# Requirement:
Copy out the lines of the records below, and only those lines, from the one with "the selected experiment." through the one with "let mut change", exactly as they appear.

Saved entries
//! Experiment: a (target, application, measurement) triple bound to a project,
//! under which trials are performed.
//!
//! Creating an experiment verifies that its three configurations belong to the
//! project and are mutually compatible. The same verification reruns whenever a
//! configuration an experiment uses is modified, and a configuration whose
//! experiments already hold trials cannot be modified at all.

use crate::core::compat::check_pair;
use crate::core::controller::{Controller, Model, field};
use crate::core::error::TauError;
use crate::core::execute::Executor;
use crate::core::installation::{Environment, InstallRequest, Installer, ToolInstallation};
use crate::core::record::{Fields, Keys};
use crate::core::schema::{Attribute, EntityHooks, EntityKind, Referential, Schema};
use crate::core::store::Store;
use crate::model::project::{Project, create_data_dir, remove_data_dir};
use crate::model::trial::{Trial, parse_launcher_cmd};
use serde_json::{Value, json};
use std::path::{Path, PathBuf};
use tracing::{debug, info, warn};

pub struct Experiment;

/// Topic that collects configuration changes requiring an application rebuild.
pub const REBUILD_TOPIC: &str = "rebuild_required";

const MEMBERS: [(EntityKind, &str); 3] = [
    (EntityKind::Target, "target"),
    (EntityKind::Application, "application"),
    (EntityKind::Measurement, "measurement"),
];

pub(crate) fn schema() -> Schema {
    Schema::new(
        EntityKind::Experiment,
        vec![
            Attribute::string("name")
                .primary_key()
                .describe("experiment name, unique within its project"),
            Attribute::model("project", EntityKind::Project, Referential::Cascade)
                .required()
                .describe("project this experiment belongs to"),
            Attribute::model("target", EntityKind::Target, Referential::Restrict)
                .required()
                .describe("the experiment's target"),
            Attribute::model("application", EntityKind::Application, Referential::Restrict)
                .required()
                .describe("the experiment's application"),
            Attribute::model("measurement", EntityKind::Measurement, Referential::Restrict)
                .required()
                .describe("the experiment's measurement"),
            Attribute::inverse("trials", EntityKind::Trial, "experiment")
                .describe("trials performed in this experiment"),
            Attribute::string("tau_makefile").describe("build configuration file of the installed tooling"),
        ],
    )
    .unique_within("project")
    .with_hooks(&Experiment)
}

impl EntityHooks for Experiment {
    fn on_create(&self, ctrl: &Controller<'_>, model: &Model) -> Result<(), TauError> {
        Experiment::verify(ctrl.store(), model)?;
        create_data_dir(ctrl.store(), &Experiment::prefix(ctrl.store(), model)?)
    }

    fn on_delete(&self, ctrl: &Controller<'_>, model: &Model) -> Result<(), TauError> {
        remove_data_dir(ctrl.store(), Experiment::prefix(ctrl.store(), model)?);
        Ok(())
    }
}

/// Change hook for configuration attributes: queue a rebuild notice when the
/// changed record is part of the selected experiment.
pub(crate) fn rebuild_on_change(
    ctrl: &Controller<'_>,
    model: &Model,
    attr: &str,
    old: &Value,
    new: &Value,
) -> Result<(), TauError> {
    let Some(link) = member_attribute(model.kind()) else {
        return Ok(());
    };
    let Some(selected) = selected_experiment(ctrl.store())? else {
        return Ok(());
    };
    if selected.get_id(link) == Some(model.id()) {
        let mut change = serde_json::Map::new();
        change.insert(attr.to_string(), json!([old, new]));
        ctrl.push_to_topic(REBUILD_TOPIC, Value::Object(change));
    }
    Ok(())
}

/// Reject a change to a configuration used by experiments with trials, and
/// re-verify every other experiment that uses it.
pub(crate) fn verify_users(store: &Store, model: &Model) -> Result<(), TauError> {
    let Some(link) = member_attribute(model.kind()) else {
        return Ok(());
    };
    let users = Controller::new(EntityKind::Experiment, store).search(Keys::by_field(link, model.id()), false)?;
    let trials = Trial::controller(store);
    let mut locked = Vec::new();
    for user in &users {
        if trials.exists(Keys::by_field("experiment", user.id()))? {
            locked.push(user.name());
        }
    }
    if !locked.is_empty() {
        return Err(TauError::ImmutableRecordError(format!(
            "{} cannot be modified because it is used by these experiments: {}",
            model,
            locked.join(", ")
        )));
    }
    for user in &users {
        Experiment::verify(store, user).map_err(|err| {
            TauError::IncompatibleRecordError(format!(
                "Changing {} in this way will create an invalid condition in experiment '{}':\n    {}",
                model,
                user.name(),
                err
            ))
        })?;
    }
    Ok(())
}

# Answer to this problem:
/// changed record is part of the selected experiment.
pub(crate) fn rebuild_on_change(
    ctrl: &Controller<'_>,
    model: &Model,
    attr: &str,
    old: &Value,
    new: &Value,
) -> Result<(), TauError> {
    let Some(link) = member_attribute(model.kind()) else {
        return Ok(());
    };
    let Some(selected) = selected_experiment(ctrl.store())? else {
        return Ok(());
    };
    if selected.get_id(link) == Some(model.id()) {
        let mut change = serde_json::Map::new();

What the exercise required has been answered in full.